MN Supreme Court rules on medical cannabis in work comp

By Peter F. Lindquist, Esq. Defense Counsel with Lynn Scharfenberg and Hollick

The Minnesota Supreme court issued two companion decisions on October 13, 2021 – Musta v. Mendota Heights Dental Center, and Bierbach v. Digger’s Polaris – addressing a burning question on the minds of many in the Minnesota workers’ compensation world: Can an employer and insurer be required to pay for an injured worker to treat their work-related condition with the use of medical cannabis, even if the use of medical cannabis is prohibited by federal law?

In these cases, the Minnesota Supreme Court answered “No.” Due to issues of “federal preemption,” Minnesota employers and workers’ compensation insurers cannot be compelled to violate the federal Controlled Substances Act by providing for an employee’s use of medical cannabis, even if use of medical cannabis a is legal under the Minnesota Medical Cannabis Therapeutic Research Act.

By way of background, the employees in both Bierbach and Musta had been certified to treat their work-related injuries with medical cannabis by their treating doctors. That treatment was unsuccessfully disputed by the employer and insurer in the Bierbach case, but reasonableness and causal relationship was stipulated to in the Musta case. The primary issue in both cases was the federal preemption defense. The compensation judges in both cases found that the Minnesota Medical Cannabis Therapeutic Research Act was not preempted by the federal Controlled Substances Act.

On appeal, the Workers’ Compensation Court of Appeals determined that they did not have jurisdiction to decide issues relating to the applicability of federal laws and could not decide the federal preemption issues. They therefore upheld the award of medical cannabis in both cases.

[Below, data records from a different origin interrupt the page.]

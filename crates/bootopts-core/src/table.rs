//! The option descriptor table.

use indexmap::IndexMap;

use crate::descriptor::OptionDescriptor;
use crate::{OptionsError, OptionsResult};

/// Read-only schema of every known option, in registration order.
///
/// Lookup by identifier is O(1). A table is assembled once through
/// [`DescriptorTableBuilder`] and never mutated afterwards; embedders that
/// want a process-wide table keep it behind a `OnceLock`.
///
/// # Example
///
/// ```
/// use bootopts_core::{DescriptorTable, OptionDescriptor};
///
/// # fn main() -> Result<(), bootopts_core::OptionsError> {
/// let table = DescriptorTable::builder()
///     .register(OptionDescriptor::int("nthreads", 1))?
///     .register(OptionDescriptor::bool("quiet", false))?
///     .build();
///
/// assert_eq!(table.describe("nthreads")?.id(), "nthreads");
/// assert!(table.describe("nope").is_err());
/// # Ok(())
/// # }
/// ```
#[derive(Debug, Clone, Default)]
pub struct DescriptorTable {
    descriptors: IndexMap<String, OptionDescriptor>,
}

impl DescriptorTable {
    /// Start building a table.
    #[must_use]
    pub fn builder() -> DescriptorTableBuilder {
        DescriptorTableBuilder::default()
    }

    /// Look up a descriptor.
    ///
    /// # Errors
    ///
    /// Returns `OptionsError::UnknownOption` if the identifier is not declared.
    pub fn describe(&self, id: &str) -> OptionsResult<&OptionDescriptor> {
        self.descriptors
            .get(id)
            .ok_or_else(|| OptionsError::unknown_option(id))
    }

    /// Look up a descriptor without failing.
    pub fn get(&self, id: &str) -> Option<&OptionDescriptor> {
        self.descriptors.get(id)
    }

    /// Check if an option is declared.
    pub fn contains(&self, id: &str) -> bool {
        self.descriptors.contains_key(id)
    }

    /// Number of declared options.
    pub fn len(&self) -> usize {
        self.descriptors.len()
    }

    /// Whether the table declares no options.
    pub fn is_empty(&self) -> bool {
        self.descriptors.is_empty()
    }

    /// Iterate descriptors in registration order.
    pub fn iter(&self) -> impl Iterator<Item = &OptionDescriptor> {
        self.descriptors.values()
    }

    /// Iterate identifiers in registration order.
    pub fn ids(&self) -> impl Iterator<Item = &str> {
        self.descriptors.keys().map(String::as_str)
    }
}

impl<'a> IntoIterator for &'a DescriptorTable {
    type Item = &'a OptionDescriptor;
    type IntoIter = indexmap::map::Values<'a, String, OptionDescriptor>;

    fn into_iter(self) -> Self::IntoIter {
        self.descriptors.values()
    }
}

/// Builder for [`DescriptorTable`].
#[derive(Debug, Default)]
pub struct DescriptorTableBuilder {
    descriptors: IndexMap<String, OptionDescriptor>,
}

impl DescriptorTableBuilder {
    /// Register a descriptor.
    ///
    /// # Errors
    ///
    /// Returns `OptionsError` if:
    /// - the identifier is empty or already registered
    /// - the default value does not match the descriptor's kind
    /// - the default value is rejected by the descriptor's own validator
    pub fn register(mut self, descriptor: OptionDescriptor) -> OptionsResult<Self> {
        let id = descriptor.id().to_string();

        if id.is_empty() {
            return Err(OptionsError::invalid_descriptor(id, "identifier must not be empty"));
        }
        if self.descriptors.contains_key(&id) {
            return Err(OptionsError::duplicate_option(id));
        }
        if !descriptor.kind().accepts(descriptor.default_value()) {
            return Err(OptionsError::invalid_descriptor(
                id,
                format!(
                    "default {} is not a valid {}",
                    descriptor.default_value(),
                    descriptor.kind()
                ),
            ));
        }
        descriptor
            .check(descriptor.default_value().clone())
            .map_err(|err| OptionsError::invalid_descriptor(&id, format!("default rejected: {err}")))?;

        tracing::trace!(option = %id, kind = %descriptor.kind(), "registered option");
        self.descriptors.insert(id, descriptor);
        Ok(self)
    }

    /// Register several descriptors.
    pub fn register_all<I>(self, descriptors: I) -> OptionsResult<Self>
    where
        I: IntoIterator<Item = OptionDescriptor>,
    {
        descriptors
            .into_iter()
            .try_fold(self, DescriptorTableBuilder::register)
    }

    /// Freeze the table.
    #[must_use]
    pub fn build(self) -> DescriptorTable {
        DescriptorTable {
            descriptors: self.descriptors,
        }
    }
}

#[cfg(test)]
mod tests {
    use super::*;
    use crate::{OptionValue, Validator, ValueKind};

    #[test]
    fn test_register_and_describe() {
        let table = DescriptorTable::builder()
            .register(OptionDescriptor::int("nthreads", 1))
            .unwrap()
            .build();

        let def = table.describe("nthreads").unwrap();
        assert_eq!(def.default_value(), &OptionValue::Int(1));
        assert_eq!(table.len(), 1);
    }

    #[test]
    fn test_describe_unknown() {
        let table = DescriptorTable::builder().build();
        let err = table.describe("nthreads").unwrap_err();
        assert_eq!(err, OptionsError::unknown_option("nthreads"));
        assert!(table.is_empty());
    }

    #[test]
    fn test_duplicate_registration() {
        let result = DescriptorTable::builder()
            .register(OptionDescriptor::bool("quiet", false))
            .unwrap()
            .register(OptionDescriptor::bool("quiet", true));

        assert!(matches!(result, Err(OptionsError::DuplicateOption { .. })));
    }

    #[test]
    fn test_default_must_match_kind() {
        let result = DescriptorTable::builder().register(OptionDescriptor::new(
            "nthreads",
            ValueKind::UInt,
            OptionValue::from("four"),
        ));
        assert!(matches!(result, Err(OptionsError::InvalidDescriptor { .. })));

        let result = DescriptorTable::builder()
            .register(OptionDescriptor::choice("color", ["yes", "no"], "auto"));
        assert!(matches!(result, Err(OptionsError::InvalidDescriptor { .. })));
    }

    #[test]
    fn test_default_must_pass_validator() {
        let result = DescriptorTable::builder().register(
            OptionDescriptor::uint("opt_level", 9).with_validator(Validator::uint_range(0, 3)),
        );
        assert!(matches!(result, Err(OptionsError::InvalidDescriptor { ref option, .. }) if option == "opt_level"));
    }

    #[test]
    fn test_iteration_keeps_registration_order() {
        let table = DescriptorTable::builder()
            .register_all([
                OptionDescriptor::bool("quiet", false),
                OptionDescriptor::int("nthreads", 1),
                OptionDescriptor::string("project", ""),
            ])
            .unwrap()
            .build();

        let ids: Vec<&str> = table.ids().collect();
        assert_eq!(ids, vec!["quiet", "nthreads", "project"]);
        assert_eq!((&table).into_iter().count(), 3);
    }
}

The Minnesota Supreme Court noted that the compensation judges’ order made it impossible for the employers and insurers to comply with both state and federal laws. The Court reasoned that ordering the insurers to reimburse for medical cannabis was tantamount to requiring them to aid and abet the commission of a federal crime. Because the Supremacy Clause of the US Constitution states that when “there is any conflict between federal and state law, federal law shall prevail,” the Court ruled that the compensation judge’s order is preempted by the federal law and reversed the appeals court and compensation judge’s award of reimbursement for medical cannabis.

These decisions create a new bright-line rule regarding the compensability of medical cannabis in workers’ compensation claims. Following to these decisions, insurers now have an almost absolute basis to deny a request to reimburse expenses for medical cannabis, as they cannot be required to violate federal law. This applies even if the treatment with medical cannabis is found reasonable and necessary from a medical provider.

The employees in both cases have the right to appeal these decisions to the U.S. Supreme Court, and as of the writing of this article it appears that they are likely to do so. It will be some time before there is any indication as to whether the Supreme Court decides to hear the appeal. Unless the U.S. Supreme Court overturns the Minnesota Supreme Court’s decisions, the only remaining means for the federal preemption defense to be changed or limited would be for U.S. Congress to pass, and the President to sign, legislation modifying the Controlled Substances Act.

Given how divided the federal government and nation have been on the issue of marijuana legalization, I do not think we should expect for there to be any change in this manner for the foreseeable future.